逆行指動脈穿支蒂皮瓣的解剖學基礎:指動脈在近、中節均有2~4支明確的背側皮穿支,皮支進入筋膜層通過分出上行支和下行支,不同節段指動脈背側皮支在指背外側緣交互吻合,在指背外側緣形成一條營養血管鏈[3]。術者在皮瓣切取時,有可能發生動脈供血障礙[4],原因分析:⑴對患指的傷情判斷不準確,在血管蒂周圍可見組織瘀血,存在穿支血管挫傷;⑵解剖不熟悉,蒂部無確切的穿支供血;⑶雖然蒂部有明確穿支血管,但為減輕蒂部的扭轉效應,攜帶較窄的筋膜蒂,但并非每個指動脈背側皮支血管鏈都發育良好,因此理論上不能保證每例患者均能采用本術式[5],也是造成皮瓣供血障礙的主要原因;⑷術者操作粗暴,皮瓣蒂部牽拉造成細小血管痙攣或損傷。

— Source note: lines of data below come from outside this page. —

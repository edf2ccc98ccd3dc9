//! Conversion of a reference instant into the civil calendar of a zone.
//!
//! Every resolver takes the zone as an argument; there is no process-wide
//! default.

use chrono::{DateTime, Datelike, NaiveDate, NaiveTime, TimeZone, Timelike, Utc, Weekday};

/// A reference instant seen through a particular civil time zone.
#[derive(Debug, Clone, Copy, PartialEq, Eq)]
pub struct LocalMoment {
  pub date: NaiveDate,
  pub day:  Weekday,
  /// Wall-clock time, truncated to whole seconds.
  pub time: NaiveTime,
}

impl LocalMoment {
  pub fn at<Tz: TimeZone>(instant: DateTime<Utc>, zone: &Tz) -> Self {
    let local = instant.with_timezone(zone);
    let time = local.time();
    Self {
      date: local.date_naive(),
      day:  local.weekday(),
      time: time.with_nanosecond(0).unwrap_or(time),
    }
  }
}

#[cfg(test)]
mod tests {
  use chrono_tz::{America::New_York, Asia::Shanghai};

  use super::*;

  fn utc(y: i32, m: u32, d: u32, h: u32, min: u32) -> DateTime<Utc> {
    Utc.with_ymd_and_hms(y, m, d, h, min, 0).unwrap()
  }

  #[test]
  fn converts_into_zone() {
    // 2024-01-01 01:30 UTC is Monday 09:30 in Shanghai.
    let m = LocalMoment::at(utc(2024, 1, 1, 1, 30), &Shanghai);
    assert_eq!(m.date, NaiveDate::from_ymd_opt(2024, 1, 1).unwrap());
    assert_eq!(m.day, Weekday::Mon);
    assert_eq!(m.time, NaiveTime::from_hms_opt(9, 30, 0).unwrap());
  }

  #[test]
  fn local_date_can_differ_from_utc_date() {
    let m = LocalMoment::at(utc(2024, 1, 1, 20, 0), &Shanghai);
    assert_eq!(m.date, NaiveDate::from_ymd_opt(2024, 1, 2).unwrap());
    assert_eq!(m.day, Weekday::Tue);
    assert_eq!(m.time, NaiveTime::from_hms_opt(4, 0, 0).unwrap());
  }

  #[test]
  fn follows_daylight_saving() {
    let winter = LocalMoment::at(utc(2024, 1, 15, 14, 0), &New_York);
    let summer = LocalMoment::at(utc(2024, 7, 15, 14, 0), &New_York);
    assert_eq!(winter.time, NaiveTime::from_hms_opt(9, 0, 0).unwrap());
    assert_eq!(summer.time, NaiveTime::from_hms_opt(10, 0, 0).unwrap());
  }

  #[test]
  fn drops_sub_second_precision() {
    let instant = utc(2024, 1, 1, 9, 0) + chrono::Duration::milliseconds(999);
    let m = LocalMoment::at(instant, &Utc);
    assert_eq!(m.time, NaiveTime::from_hms_opt(9, 0, 0).unwrap());
  }
}
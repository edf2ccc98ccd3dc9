//! Handlers for `/classes` endpoints.
//!
//! | Method | Path | Notes |
//! |--------|------|-------|
//! | `POST` | `/classes` | Body: [`NewClassGroup`]; returns 201 |
//! | `GET`  | `/classes/:id` | Class with member ids; 404 if not found |
//! | `POST` | `/classes/:id/members` | Body: `{"student_id": 1}`; 204 |

use axum::{
  Json,
  extract::{Path, State},
  http::StatusCode,
  response::IntoResponse,
};
use rollcall_core::{
  class::{ClassRoster, NewClassGroup},
  store::ScheduleStore,
};
use serde::Deserialize;

use crate::{ApiState, error::ApiError};

/// `POST /classes`
pub async fn create<S: ScheduleStore>(
  State(state): State<ApiState<S>>,
  Json(body): Json<NewClassGroup>,
) -> Result<impl IntoResponse, ApiError> {
  body.validate()?;
  let class = state.store.add_class(body).await.map_err(ApiError::store)?;
  Ok((StatusCode::CREATED, Json(class)))
}

/// `GET /classes/:id`
pub async fn get_one<S: ScheduleStore>(
  State(state): State<ApiState<S>>,
  Path(id): Path<i64>,
) -> Result<Json<ClassRoster>, ApiError> {
  let class = state
    .store
    .get_class(id)
    .await
    .map_err(ApiError::store)?
    .ok_or_else(|| ApiError::NotFound(format!("class {id} not found")))?;
  let members = state.store.class_members(id).await.map_err(ApiError::store)?;
  Ok(Json(ClassRoster { class, members }))
}

#[derive(Debug, Deserialize)]
pub struct MemberBody {
  pub student_id: i64,
}

/// `POST /classes/:id/members`: idempotent.
pub async fn add_member<S: ScheduleStore>(
  State(state): State<ApiState<S>>,
  Path(id): Path<i64>,
  Json(body): Json<MemberBody>,
) -> Result<StatusCode, ApiError> {
  if body.student_id <= 0 {
    return Err(ApiError::BadRequest(format!(
      "student_id must be a positive id, got {}",
      body.student_id
    )));
  }
  state
    .store
    .get_class(id)
    .await
    .map_err(ApiError::store)?
    .ok_or_else(|| ApiError::NotFound(format!("class {id} not found")))?;
  state
    .store
    .add_class_member(id, body.student_id)
    .await
    .map_err(ApiError::store)?;
  Ok(StatusCode::NO_CONTENT)
}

⑴術前詳細檢查患指損傷情況,包括皮支穿出點、血管蒂部及皮瓣設計部位挫傷情況,特別是皮支穿出點附近皮膚,如有挫傷就應考慮皮穿支損傷或蒂部血管鏈受傷;⑵熟悉指動脈背側穿支顯微解剖,將在近、中節指骨的近中1/3和中遠1/3處發出的較為粗大和恒定的指背皮支[6]顯露,并確定進入皮瓣蒂部;⑶皮瓣蒂部切取約5 mm寬的筋膜,有利于皮瓣的靜脈回流和保護背側支血管[7];⑷在切斷進入皮瓣的指動脈背側皮支之前,必須用血管夾阻斷皮支觀察皮瓣血供可靠后再切斷結扎,如有損傷等導致血供障礙時,應改為指動脈皮瓣;⑸術中精細操作,不僅避免穿支和筋膜血管鏈的損傷,還減少對血管蒂的牽拉,避免小血管痙攣[8,9]。
皮瓣切取后,將皮瓣放置原位,經抗痙攣、升高室溫、皮瓣邊緣止血等處理,觀察15 min以上,皮瓣仍膚色蒼白、張力低,皮瓣遠端無明顯滲血,可判定動脈供血障礙。我們采取以下方法處理:⑴尋及進入皮瓣蒂部的淺靜脈,在皮瓣蒂部以遠與同側指動脈做端端或端側吻合;⑵在顯微鏡下對患指創區清創,找出斷端噴血情況良好的位置及合適的小動脈,與皮瓣側緣淺靜脈吻合,二者均可達到動-靜脈轉流的目的來增加皮瓣動脈供血。
指動脈穿支蒂皮瓣在切取后,會因各種原因出現動脈供血障礙,術者積極地做出處理,可以確保皮瓣成活,避免手術失敗。